Liver inflammation is a Risk Factor for Prediabetes in At-Risk Latinos with and without Hepatitis C Infection

Liver International
Accepted Articles, Accepted manuscript online: 23 AUG 2014
(Accepted, unedited articles published online and citable. The final edited and typeset version of record will appear in future.)

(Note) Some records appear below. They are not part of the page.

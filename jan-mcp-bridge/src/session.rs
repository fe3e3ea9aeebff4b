//! External MCP provider session (spec §3.5, §4.2.4).
//!
//! One session per provider endpoint, kept in-process and reused across
//! `tools/call` requests so every call after the first skips the handshake.
//! On a "session not found" error or a 404, the session is cleared and
//! re-initialized once before the call is retried (spec §4.2.4 step 3).

use std::sync::Mutex;

use jan_core::{JanError, JanResult};
use reqwest::Client;
use serde::{Deserialize, Serialize};
use serde_json::{json, Value};

const PROTOCOL_VERSION: &str = "2024-11-05";

/// Outcome of one call against a provider session: either the raw JSON-RPC
/// result payload, or the provider's own JSON-RPC error passed through as-is.
#[derive(Debug, Clone)]
pub struct ProviderResult {
    pub result: Value,
    pub error: Option<ProviderError>,
}

#[derive(Debug, Clone)]
pub struct ProviderError {
    pub code: i32,
    pub message: String,
}

impl ProviderResult {
    fn success(result: Value) -> Self {
        Self { result, error: None }
    }

    fn failure(error: ProviderError) -> Self {
        Self { result: Value::Null, error: Some(error) }
    }
}

#[derive(Debug, Serialize)]
struct OutgoingRequest<'a> {
    jsonrpc: &'static str,
    id: &'a str,
    method: &'a str,
    params: Value,
}

#[derive(Debug, Deserialize)]
struct JsonRpcErrorBody {
    code: i64,
    message: String,
}

#[derive(Debug, Deserialize)]
struct JsonRpcResponse {
    #[allow(dead_code)]
    id: Option<Value>,
    result: Option<Value>,
    error: Option<JsonRpcErrorBody>,
}

/// Parses a JSON-RPC response from either a plain JSON body or an SSE body
/// carrying a single `data: <json>` line (spec §4.2.1, §4.2.4 step 4).
fn parse_body(body: &str, is_sse: bool) -> JanResult<JsonRpcResponse> {
    if is_sse {
        for line in body.lines() {
            if let Some(data) = line.strip_prefix("data: ") {
                if let Ok(r) = serde_json::from_str::<JsonRpcResponse>(data) {
                    return Ok(r);
                }
            }
        }
        Err(crate::error::external("SSE body carried no JSON-RPC response"))
    } else {
        serde_json::from_str(body).map_err(|e| crate::error::external(format!("response json: {e}")))
    }
}

fn is_session_not_found(message: &str) -> bool {
    message.to_ascii_lowercase().contains("session not found")
}

/// One provider's MCP session: endpoint, the session id replayed on subsequent
/// calls, and the HTTP client used to reach it.
pub struct ProviderSession {
    client: Client,
    endpoint: String,
    /// Port used for the synthetic `Host: localhost:<port>` header (spec §4.2.4
    /// step 2, §9 "the bridge sets Host... as a compatibility hack").
    host_port: u16,
    session_id: Mutex<Option<String>>,
}

impl ProviderSession {
    pub fn new(endpoint: impl Into<String>, host_port: u16) -> Self {
        Self {
            client: Client::new(),
            endpoint: endpoint.into(),
            host_port,
            session_id: Mutex::new(None),
        }
    }

    fn take_session_id(&self) -> Option<String> {
        self.session_id.lock().ok().and_then(|g| g.clone())
    }

    fn set_session_id(&self, id: Option<String>) {
        if let Ok(mut guard) = self.session_id.lock() {
            *guard = id;
        }
    }

    fn clear_session(&self) {
        self.set_session_id(None);
    }

    async fn send(&self, request_id: &str, method: &str, params: Value) -> JanResult<ProviderResult> {
        let request = OutgoingRequest {
            jsonrpc: "2.0",
            id: request_id,
            method,
            params,
        };
        let body = serde_json::to_vec(&request)
            .map_err(|e| crate::error::external(format!("encode request: {e}")))?;

        let mut req = self
            .client
            .post(&self.endpoint)
            .header("Content-Type", "application/json")
            .header("Accept", "application/json, text/event-stream")
            .header("Host", format!("localhost:{}", self.host_port))
            .body(body);
        if let Some(sid) = self.take_session_id() {
            req = req.header("mcp-session-id", sid);
        }

        let resp = req
            .send()
            .await
            .map_err(|e| crate::error::external(format!("provider request: {e}")))?;
        let status = resp.status();
        if let Some(sid) = resp
            .headers()
            .get("mcp-session-id")
            .and_then(|v| v.to_str().ok())
        {
            self.set_session_id(Some(sid.to_string()));
        }
        let is_sse = resp
            .headers()
            .get("content-type")
            .and_then(|v| v.to_str().ok())
            .map(|s| s.contains("text/event-stream"))
            .unwrap_or(false);

        if status == reqwest::StatusCode::NOT_FOUND {
            return Err(session_not_found_error());
        }
        if !status.is_success() {
            let text = resp.text().await.unwrap_or_default();
            return Err(crate::error::external(format!("provider HTTP {status}: {text}")));
        }

        let text = resp
            .text()
            .await
            .map_err(|e| crate::error::external(format!("provider body: {e}")))?;
        let parsed = parse_body(&text, is_sse)?;
        if let Some(err) = parsed.error {
            if is_session_not_found(&err.message) {
                return Err(session_not_found_error());
            }
            return Ok(ProviderResult::failure(ProviderError {
                code: err.code as i32,
                message: err.message,
            }));
        }
        Ok(ProviderResult::success(parsed.result.unwrap_or(Value::Null)))
    }

    async fn initialize(&self) -> JanResult<()> {
        let params = json!({
            "protocolVersion": PROTOCOL_VERSION,
            "capabilities": { "tools": {} },
            "clientInfo": { "name": "jan-mcp-bridge", "version": env!("CARGO_PKG_VERSION") },
        });
        self.send("jan-mcp-bridge-initialize", "initialize", params).await?;
        Ok(())
    }

    /// Calls `method` with `params`, transparently re-initializing once and
    /// retrying if the provider reports its session is gone (spec §4.2.4 step 3).
    pub async fn call(&self, request_id: &str, method: &str, params: Value) -> JanResult<ProviderResult> {
        match self.send(request_id, method, params.clone()).await {
            Ok(result) => Ok(result),
            Err(e) if is_session_not_found_error(&e) => {
                self.clear_session();
                self.initialize().await?;
                self.send(request_id, method, params).await
            }
            Err(e) => Err(e),
        }
    }
}

fn session_not_found_error() -> JanError {
    crate::error::external("session not found")
}

fn is_session_not_found_error(err: &JanError) -> bool {
    err.message.contains("session not found")
}

#[cfg(test)]
mod tests {
    use super::*;
    use wiremock::matchers::method;
    use wiremock::{Mock, MockServer, Respond, ResponseTemplate};

    #[tokio::test]
    async fn reinitializes_once_after_session_not_found() {
        let server = MockServer::start().await;
        let call_count = std::sync::Arc::new(std::sync::atomic::AtomicUsize::new(0));
        struct Responder(std::sync::Arc<std::sync::atomic::AtomicUsize>);
        impl Respond for Responder {
            fn respond(&self, _req: &wiremock::Request) -> ResponseTemplate {
                let n = self.0.fetch_add(1, std::sync::atomic::Ordering::SeqCst);
                match n {
                    0 => ResponseTemplate::new(200).set_body_json(serde_json::json!({
                        "jsonrpc": "2.0", "id": "jan-mcp-bridge-initialize", "result": {}
                    })),
                    1 => ResponseTemplate::new(404),
                    2 => ResponseTemplate::new(200).set_body_json(serde_json::json!({
                        "jsonrpc": "2.0", "id": "jan-mcp-bridge-initialize", "result": {}
                    })),
                    _ => ResponseTemplate::new(200).set_body_json(serde_json::json!({
                        "jsonrpc": "2.0", "id": "call-1", "result": {"ok": true}
                    })),
                }
            }
        }
        Mock::given(method("POST"))
            .respond_with(Responder(call_count.clone()))
            .mount(&server)
            .await;

        let session = ProviderSession::new(server.uri(), 9999);
        session.initialize().await.unwrap();
        let result = session
            .call("call-1", "tools/call", serde_json::json!({}))
            .await
            .unwrap();
        assert!(result.error.is_none());
        assert_eq!(call_count.load(std::sync::atomic::Ordering::SeqCst), 4);
    }
}
//! Error conversions for the media resolver and ingest path; everything
//! ultimately becomes a `jan_core::JanError` so `jan-server` can translate it
//! to an HTTP status the same way as every other crate.

use jan_core::JanError;

const LAYER: &str = "media";

pub fn validation(message: impl Into<String>) -> JanError {
    JanError::validation(LAYER, message)
}

/// Object-store or media-resolve-endpoint failure (spec §4.4.3: "propagate as
/// a 502-class error").
pub fn external(message: impl Into<String>) -> JanError {
    JanError::external(LAYER, message)
}

pub fn database(message: impl Into<String>) -> JanError {
    JanError::database(LAYER, message)
}
//! Ingest (spec §4.4.1, §6.6): read a data URL or fetch a remote URL, hash it,
//! dedup against the store, and upload on a miss.

use std::sync::Arc;

use sha2::{Digest, Sha256};

use crate::model::MediaObject;
use crate::object_store::ObjectStore;
use crate::store::SqliteMediaStore;

/// Inbound `source` of `POST /v1/media` (spec §6.6).
pub enum Source {
    DataUrl(String),
    RemoteUrl(String),
}

pub struct IngestRequest {
    pub source: Source,
    pub user_id: Option<String>,
}

/// Outbound shape of `POST /v1/media` (spec §6.6).
pub struct IngestResult {
    pub id: String,
    pub mime: String,
    pub bytes: u64,
    pub deduped: bool,
    pub presigned_url: Option<String>,
}

pub struct IngestService {
    store: Arc<SqliteMediaStore>,
    object_store: Arc<dyn ObjectStore>,
    http: reqwest::Client,
    max_bytes: u64,
}

impl IngestService {
    pub fn new(
        store: Arc<SqliteMediaStore>,
        object_store: Arc<dyn ObjectStore>,
        http: reqwest::Client,
        max_bytes: u64,
    ) -> Self {
        Self {
            store,
            object_store,
            http,
            max_bytes,
        }
    }

    /// Resolves `source` into raw bytes + mime type, rejecting anything over
    /// `MaxMediaBytes` (spec §4.4.1 step 1).
    async fn read_payload(&self, source: &Source) -> jan_core::JanResult<(Vec<u8>, String)> {
        match source {
            Source::DataUrl(data_url) => decode_data_url(data_url, self.max_bytes),
            Source::RemoteUrl(url) => {
                let response = self
                    .http
                    .get(url)
                    .send()
                    .await
                    .map_err(|e| crate::error::external(format!("remote fetch failed: {e}")))?;
                if !response.status().is_success() {
                    return Err(crate::error::external(format!(
                        "remote fetch returned {}",
                        response.status()
                    )));
                }
                let mime = response
                    .headers()
                    .get(reqwest::header::CONTENT_TYPE)
                    .and_then(|v| v.to_str().ok())
                    .unwrap_or("application/octet-stream")
                    .to_string();
                let bytes = response
                    .bytes()
                    .await
                    .map_err(|e| crate::error::external(format!("remote body read failed: {e}")))?;
                if bytes.len() as u64 > self.max_bytes {
                    return Err(crate::error::validation(format!(
                        "remote payload of {} bytes exceeds MaxMediaBytes",
                        bytes.len()
                    )));
                }
                Ok((bytes.to_vec(), mime))
            }
        }
    }

    /// spec §4.4.1: read, hash, dedup-lookup, upload-on-miss, return.
    pub async fn ingest(&self, req: IngestRequest) -> jan_core::JanResult<IngestResult> {
        let (bytes, mime) = self.read_payload(&req.source).await?;
        let sha256 = hex::encode(Sha256::digest(&bytes));

        if let Some(existing) = self.store.find_by_sha256(&sha256).await? {
            let presigned_url = self.presign(&existing.storage_key).await;
            return Ok(IngestResult {
                id: existing.id,
                mime: existing.mime_type,
                bytes: existing.bytes,
                deduped: true,
                presigned_url,
            });
        }

        let id = jan_core::new_jan_id();
        let storage_key = format!("content/{sha256}");
        self.object_store.put(&storage_key, &bytes, &mime).await?;

        let object = MediaObject {
            id: id.clone(),
            storage_provider: "default".to_string(),
            storage_key,
            mime_type: mime.clone(),
            bytes: bytes.len() as u64,
            sha256,
            created_by: req.user_id,
            retention_until: None,
            created_at: jan_core::now(),
        };
        // A concurrent ingest of identical bytes could race us here; treat a
        // unique-constraint failure on sha256 as a late dedup hit instead of an error.
        match self.store.insert(&object).await {
            Ok(()) => {
                let presigned_url = self.presign(&object.storage_key).await;
                Ok(IngestResult {
                    id: object.id,
                    mime: object.mime_type,
                    bytes: object.bytes,
                    deduped: false,
                    presigned_url,
                })
            }
            Err(_) => {
                let winner = self
                    .store
                    .find_by_sha256(&object.sha256)
                    .await?
                    .ok_or_else(|| crate::error::database("insert failed and no winner found"))?;
                let presigned_url = self.presign(&winner.storage_key).await;
                Ok(IngestResult {
                    id: winner.id,
                    mime: winner.mime_type,
                    bytes: winner.bytes,
                    deduped: true,
                    presigned_url,
                })
            }
        }
    }

    /// Best-effort presign; a failure here shouldn't fail the ingest itself.
    async fn presign(&self, storage_key: &str) -> Option<String> {
        match self.object_store.presign_get(storage_key).await {
            Ok(url) => Some(url),
            Err(e) => {
                tracing::warn!(error = %e, storage_key, "presign failed");
                None
            }
        }
    }
}

/// Decodes `data:<mime>;base64,<payload>` (standard RFC 2397 shape, distinct
/// from the `;jan_<id>` placeholder syntax in [`crate::resolver`]).
fn decode_data_url(data_url: &str, max_bytes: u64) -> jan_core::JanResult<(Vec<u8>, String)> {
    let rest = data_url
        .strip_prefix("data:")
        .ok_or_else(|| crate::error::validation("source.data_url must start with 'data:'"))?;
    let (meta, payload) = rest
        .split_once(',')
        .ok_or_else(|| crate::error::validation("source.data_url missing ',' separator"))?;
    let mime = meta.split(';').next().unwrap_or("application/octet-stream").to_string();
    let mime = if mime.is_empty() {
        "application/octet-stream".to_string()
    } else {
        mime
    };

    use base64::Engine;
    let bytes = if meta.contains(";base64") {
        base64::engine::general_purpose::STANDARD
            .decode(payload)
            .map_err(|e| crate::error::validation(format!("invalid base64 payload: {e}")))?
    } else {
        urlencoding_decode(payload).into_bytes()
    };

    if bytes.len() as u64 > max_bytes {
        return Err(crate::error::validation(format!(
            "payload of {} bytes exceeds MaxMediaBytes",
            bytes.len()
        )));
    }
    Ok((bytes, mime))
}

/// Minimal percent-decoding for the non-base64 data URL form; this crate has
/// no other use for a general URL-decoding dependency.
fn urlencoding_decode(s: &str) -> String {
    let mut out = String::with_capacity(s.len());
    let mut chars = s.chars();
    while let Some(c) = chars.next() {
        if c == '%' {
            let hex: String = chars.by_ref().take(2).collect();
            if let Ok(byte) = u8::from_str_radix(&hex, 16) {
                out.push(byte as char);
                continue;
            }
        }
        out.push(c);
    }
    out
}
// SPDX-License-Identifier: BUSL-1.1
// Copyright (c) 2026 Alfred Jean LLC

//! Output formatting helpers shared across commands.

use clap::ValueEnum;
use serde::Serialize;

#[cfg(test)]
#[path = "output_tests.rs"]
mod tests;

#[derive(Clone, Copy, Debug, Default, PartialEq, ValueEnum)]
pub enum OutputFormat {
    #[default]
    Text,
    Json,
}

/// Print `value` as pretty JSON, or run the text formatter.
pub fn format_or_json<T: Serialize>(
    format: OutputFormat,
    value: &T,
    text: impl FnOnce(),
) -> anyhow::Result<()> {
    match format {
        OutputFormat::Text => text(),
        OutputFormat::Json => println!("{}", serde_json::to_string_pretty(value)?),
    }
    Ok(())
}

/// Format a byte count as a human-readable size (e.g. "1.2 MB").
pub fn format_size(bytes: Option<u64>) -> String {
    let Some(bytes) = bytes else {
        return "-".to_string();
    };
    const UNITS: [&str; 5] = ["B", "kB", "MB", "GB", "TB"];
    let mut value = bytes as f64;
    let mut unit = 0;
    while value >= 1000.0 && unit < UNITS.len() - 1 {
        value /= 1000.0;
        unit += 1;
    }
    if unit == 0 {
        format!("{bytes} {}", UNITS[0])
    } else {
        format!("{value:.1} {}", UNITS[unit])
    }
}

/// Truncate a string to at most `max` characters, appending `…` when cut.
pub fn truncate(s: &str, max: usize) -> String {
    if s.chars().count() <= max {
        s.to_string()
    } else {
        let cut: String = s.chars().take(max.saturating_sub(1)).collect();
        format!("{cut}…")
    }
}

/// Timestamp string for display: the platform sends RFC 3339 with
/// sub-second precision; keep only `date T hh:mm:ss`.
pub fn format_timestamp(ts: &Option<String>) -> String {
    match ts {
        Some(t) => t.chars().take(19).collect(),
        None => "-".to_string(),
    }
}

Liver inflammation is a Risk Factor for Prediabetes in At-Risk Latinos with and without Hepatitis C Infection

Blaire E Burman1, Peter Bacchetti2, Claudia E. Ayala1, Nicholas Gelman1, Jennifer Melgar1 and
Mandana Khalili1,3,*

DOI: 10.1111/liv.12676
Abstract

Background and Aims

Early recognition of prediabetes can lead to timely clinical interventions to prevent type 2 diabetes. Both Latino ethnicity and chronic hepatitis C (HCV) have been identified as diabetic risk factors. We aimed to investigate predictors of impaired fasting glucose (IFG), a common prediabetic state, among Latinos with and without HCV.

Methods

One hundred Latino adults with no history of diabetes or cirrhosis underwent clinical, laboratory, and metabolic evaluation, including oral glucose tolerance testing (OGTT) and insulin suppression testing to quantify directly measured insulin resistance (IR). Isolated IFG was defined as fasting glucose ≥100mg/dL and <140mg/dL at 2 hours with normal glucose tolerance during OGTT.

Results

Overall subject characteristics included median age 44 years, 64% male, 40% HCV-positive, and 32% with isolated IFG. Factors associated with isolated IFG included subject age (OR 2.42 per decade, 95%CI 1.40-3.90, p=0.001), HCV infection (OR 4.0, 95%CI 1.71-9.72, p=0.002), and alanine aminotransferase (ALT) (OR 2.35 per doubling, 95%CI 1.46-3.77, p<0.0001). Multipredictor logistic regression analysis identified ALT (OR 2.05 per doubling, p=0.005, 95% CI 1.24-3.40) and age (OR 2.20 per 10 years, p=0.005, 95%CI 1.27-3.80) as factors independently associated with IFG. While HCV was associated with 4-fold higher odds of IFG, this entire effect was mediated by ALT.

Conclusions

We found strong evidence that liver inflammation is a risk factor for prediabetes among Latinos with and without HCV. Among HCV-infected individuals, early antiviral therapy could mitigate the effect of inflammation and represent an important intervention to prevent diabetes in this at-risk population.